Task requirements. For the listing that follows, report how many lines contain the string "AppError", giving the number alone.

Data supplied.
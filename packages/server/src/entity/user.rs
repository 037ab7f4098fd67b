use sea_orm::entity::prelude::*;
use serde::{Deserialize, Serialize};

/// Which kind of profile a credential account is linked to.
#[derive(
    Clone, Copy, Debug, PartialEq, Eq, EnumIter, DeriveActiveEnum, Serialize, Deserialize, utoipa::ToSchema,
)]
#[sea_orm(rs_type = "String", db_type = "String(StringLen::N(16))")]
#[serde(rename_all = "lowercase")]
pub enum AccountRole {
    #[sea_orm(string_value = "student")]
    Student,
    #[sea_orm(string_value = "company")]
    Company,
}

/// Credential account shared by students and companies.
#[sea_orm::model]
#[derive(Clone, Debug, PartialEq, Eq, DeriveEntityModel, Serialize, Deserialize)]
#[sea_orm(table_name = "user")]
pub struct Model {
    #[sea_orm(primary_key)]
    pub id: i32,

    #[sea_orm(unique)]
    pub username: String,
    #[sea_orm(unique)]
    pub email: String,
    pub password: String,
    pub first_name: String,
    pub last_name: String,
    pub role: AccountRole,

    #[sea_orm(has_many)]
    pub sessions: HasMany<super::session::Entity>,

    #[sea_orm(has_one)]
    pub student: HasOne<super::student::Entity>,

    #[sea_orm(has_one)]
    pub company: HasOne<super::company::Entity>,

    pub created_at: DateTimeUtc,
}

impl Model {
    pub fn full_name(&self) -> String {
        format!("{} {}", self.first_name, self.last_name)
            .trim()
            .to_string()
    }
}

impl ActiveModelBehavior for ActiveModel {}
use chrono::{DateTime, Utc};
use serde::{Deserialize, Serialize};

use super::institution::InstitutionResponse;
use super::shared::{check_email, check_max_len, check_required, double_option};
use crate::error::{AppError, FieldErrors};
use crate::utils::tags::TagList;

/// The calling student's own profile.
#[derive(Clone, Debug, Serialize, utoipa::ToSchema)]
pub struct StudentProfileResponse {
    #[schema(example = 7)]
    pub id: i32,
    #[schema(example = "alice")]
    pub username: String,
    #[schema(example = "alice@example.com")]
    pub email: String,
    pub first_name: String,
    pub last_name: String,
    pub institution: Option<InstitutionResponse>,
    pub phone: String,
    #[schema(example = 3)]
    pub course: Option<i32>,
    pub specialization: String,
    pub bio: String,
    /// Absolute URL of the uploaded resume.
    pub resume_url: Option<String>,
    #[schema(value_type = Vec<String>)]
    pub skills: TagList,
    #[schema(value_type = Vec<String>)]
    pub interests: TagList,
    pub is_active: bool,
    pub created_at: DateTime<Utc>,
    pub updated_at: DateTime<Utc>,
}

/// Partial update of the calling student's profile. Tag fields accept either a JSON
/// array or a comma-separated string.
#[derive(Debug, Default, Deserialize, utoipa::ToSchema)]
pub struct UpdateStudentProfileRequest {
    pub first_name: Option<String>,
    pub last_name: Option<String>,
    pub email: Option<String>,
    pub phone: Option<String>,
    /// `null` detaches the student from any institution.
    #[serde(default, deserialize_with = "double_option")]
    #[schema(value_type = Option<i32>)]
    pub institution_id: Option<Option<i32>>,
    #[serde(default, deserialize_with = "double_option")]
    #[schema(value_type = Option<i32>)]
    pub course: Option<Option<i32>>,
    pub specialization: Option<String>,
    pub bio: Option<String>,
    #[schema(value_type = Option<Vec<String>>)]
    pub skills: Option<TagList>,
    #[schema(value_type = Option<Vec<String>>)]
    pub interests: Option<TagList>,
}

pub fn validate_update_student_profile(
    payload: &UpdateStudentProfileRequest,
) -> Result<(), AppError> {
    let mut errors = FieldErrors::new();
    if let Some(first) = &payload.first_name {
        check_required("first_name", first, 150, &mut errors);
    }
    if let Some(last) = &payload.last_name {
        check_required("last_name", last, 150, &mut errors);
    }
    if let Some(email) = &payload.email {
        check_email("email", email, &mut errors);
    }
    if let Some(phone) = &payload.phone {
        check_max_len("phone", phone, 32, &mut errors);
    }
    check_course(payload.course.flatten(), &mut errors);
    if let Some(spec) = &payload.specialization {
        check_max_len("specialization", spec, 200, &mut errors);
    }
    if let Some(bio) = &payload.bio {
        check_max_len("bio", bio, 5_000, &mut errors);
    }
    if let Some(skills) = &payload.skills {
        skills.validate("skills", &mut errors);
    }
    if let Some(interests) = &payload.interests {
        interests.validate("interests", &mut errors);
    }
    errors.into_result()
}

pub(crate) fn check_course(course: Option<i32>, errors: &mut FieldErrors) {
    if let Some(course) = course
        && !(1..=6).contains(&course)
    {
        errors.add("course", "Course must be between 1 and 6");
    }
}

Answer to the problem. 2